Há uma arte, em Alagoas, que os nossos gestores praticam com uma destreza quase invejável: a arte de tornar invisível o que é volumoso. Dezesseis milhões de reais transferidos em dois anos a um único instituto privado, ligado à família de um deputado estadual com mandato em curso, e o assunto dormia tranquilo, sem que os habituais guardiões dos contratos públicos soubessem sequer da existência do repasse. Não é negligência. É talento.
O Instituto IZM e o deputado Lelo Maia protagonizam, neste episódio, uma relação que a política brasileira conhece de longa data, mas que nunca cansa de se reinventar com novas roupagens. O mecanismo é simples na sua engenharia e sofisticado na sua impunidade: uma instituição privada presta serviços ao Estado, recebe recursos públicos com a bênção da urgência ou do convênio bem redigido, e o parlamentar que orbita ao redor da estrutura fortalece sua base, distribui influência e cultiva o solo fértil do próximo pleito. A saúde pública, com seus contratos emergenciais e suas dispensas de licitação historicamente toleradas, é o habitat preferido desse arranjo. Nenhum outro setor oferece tantas janelas de entrada com tão poucas grades.
O que espanta, aqui, não é a existência da parceria. Parcerias com o terceiro setor existem, são legítimas e, em muitos casos, necessárias. O que espanta é a magnitude silenciosa: R$ 16 milhões, num período de dois anos, sem que pessoas que acompanham de perto os contratos da saúde alagoana soubessem do volume. Isso não é zona cinzenta — é escuridão administrada.
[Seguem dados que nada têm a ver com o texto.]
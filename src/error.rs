use std::fmt;

/// Configuration-time failures. Collected into a list during `Router::new`
/// rather than raised — a bad regex or a mismatched domain entry should not
/// prevent the rest of the configuration from taking effect.
#[derive(Debug)]
pub enum BuildError {
    RegexCompileError {
        pattern: String,
        cause: regex::Error,
    },
    DomainMismatch {
        expected: String,
        got: String,
    },
    BadVariableNode {
        pattern: String,
    },
}

impl fmt::Display for BuildError {
    fn fmt(&self, f: &mut fmt::Formatter<'_>) -> fmt::Result {
        match self {
            BuildError::RegexCompileError { pattern, cause } => {
                write!(f, "regex compile error for pattern {pattern:?}: {cause}")
            }
            BuildError::DomainMismatch { expected, got } => {
                write!(f, "domain mismatch: expected {expected:?}, got {got:?}")
            }
            BuildError::BadVariableNode { pattern } => {
                write!(f, "conflicting variable node while inserting {pattern:?}")
            }
        }
    }
}

impl std::error::Error for BuildError {}
use uuid::Uuid;

/// Length of a hyphenated GUID: 32 hex digits plus 4 hyphens.
pub const GUID_LENGTH: usize = 36;

/// Random RFC 4122 version-4 identifier in the 8-4-4-4-12 layout.
pub fn create_guid() -> String {
    Uuid::new_v4().hyphenated().to_string()
}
É o dinheiro público se movendo na penumbra enquanto hospitais relatam falta de insumos, profissionais esperam salários atrasados e o cidadão comum supõe, ingenuamente, que seus impostos estejam custeando serviços e não carreiras.
Existe um nome clássico para este modelo, anterior até à República: é a privatização do Estado pelo interior do Estado. Não o saque explícito, grosseiro, que provoca escândalo imediato, mas a captura lenta, institucionalizada, em que o erário vai sendo drenado por estruturas que vestem jaleco e falam em nome da população. O curioso é que, enquanto o modelo prospera, ele também exige a cumplicidade do silêncio — de fiscais que não fiscalizam, de auditores que não auditam, de controles que existem no papel com a elegância de ornamentos decorativos. Quando o silêncio se rompe, como agora, a surpresa costuma ser o sinal mais honesto de que o sistema funcionou exatamente como foi concebido.
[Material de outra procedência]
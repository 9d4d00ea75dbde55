use crate::core::errors::{ClientError, TransportError};
use async_trait::async_trait;
use reqwest::{Client, Method};
use std::collections::BTreeMap;
use std::time::Duration;
use tracing::{instrument, trace};

/// A fully built request, ready to hand to a [`Transport`].
#[derive(Debug, Clone, PartialEq, Eq)]
pub struct Request {
    pub method: Method,
    /// Absolute URL including any query string
    pub url: String,
    pub headers: BTreeMap<String, String>,
    /// Serialized JSON body for POST/PUT
    pub body: Option<String>,
    /// Canonical payload the signature covers
    pub data_to_sign: String,
}

impl Request {
    pub fn header(&self, name: &str) -> Option<&str> {
        self.headers.get(name).map(String::as_str)
    }

    pub fn is_signed(&self) -> bool {
        self.headers
            .contains_key(crate::core::kernel::signer::SIGNATURE_HEADER)
    }
}

/// Raw response as seen by the transport.
#[derive(Debug, Clone, PartialEq, Eq)]
pub struct TransportResponse {
    pub status: u16,
    pub body: String,
}

impl TransportResponse {
    pub fn new(status: u16, body: impl Into<String>) -> Self {
        Self {
            status,
            body: body.into(),
        }
    }

    pub fn is_success(&self) -> bool {
        (200..300).contains(&self.status)
    }
}

/// Transport trait for sending requests
///
/// The client never touches sockets itself; every request goes through an
/// implementation of this trait. Errors are handed back to the caller as-is.
#[async_trait]
pub trait Transport: Send + Sync {
    async fn send(&self, request: &Request) -> Result<TransportResponse, TransportError>;
}

/// Configuration for the reqwest transport
#[derive(Clone, Debug)]
pub struct TransportConfig {
    /// Request timeout in seconds
    pub timeout_seconds: u64,
    /// User agent string to include in requests
    pub user_agent: String,
}

impl Default for TransportConfig {
    fn default() -> Self {
        Self {
            timeout_seconds: 30,
            user_agent: format!("{}/{}", env!("CARGO_PKG_NAME"), env!("CARGO_PKG_VERSION")),
        }
    }
}

impl TransportConfig {
    /// Set the request timeout
    pub fn with_timeout(mut self, timeout_seconds: u64) -> Self {
        self.timeout_seconds = timeout_seconds;
        self
    }

    /// Set the user agent string
    pub fn with_user_agent(mut self, user_agent: String) -> Self {
        self.user_agent = user_agent;
        self
    }
}

/// Production transport backed by reqwest
#[derive(Clone, Debug)]
pub struct ReqwestTransport {
    client: Client,
    config: TransportConfig,
}

impl ReqwestTransport {
    pub fn new() -> Result<Self, ClientError> {
        Self::with_config(TransportConfig::default())
    }

    pub fn with_config(config: TransportConfig) -> Result<Self, ClientError> {
        let client = Client::builder()
            .timeout(Duration::from_secs(config.timeout_seconds))
            .user_agent(&config.user_agent)
            .build()
            .map_err(|e| ClientError::Build(format!("Failed to build HTTP client: {}", e)))?;

        Ok(Self { client, config })
    }

    pub fn config(&self) -> &TransportConfig {
        &self.config
    }
}

#[async_trait]
impl Transport for ReqwestTransport {
    #[instrument(skip_all, fields(method = %request.method, url = %request.url))]
    async fn send(&self, request: &Request) -> Result<TransportResponse, TransportError> {
        let mut builder = self.client.request(request.method.clone(), &request.url);

        for (key, value) in &request.headers {
            builder = builder.header(key, value);
        }

        if let Some(body) = &request.body {
            builder = builder.body(body.clone());
        }

        let response = builder.send().await?;
        let status = response.status().as_u16();
        let body = response.text().await?;

        trace!("Response body: {}", body);

        Ok(TransportResponse { status, body })
    }
}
Alagoas merece uma resposta clara: quais os critérios que justificaram esses repasses? Quais as metas contratuais pactuadas? Quais os resultados auditados? Perguntas simples, de resposta pública, que em regimes de transparência seriam respondidas antes mesmo de serem feitas. Por enquanto, o que existe é a suspeita densa, o volume revelado e o silêncio de quem poderia, mas ainda não quis, explicar.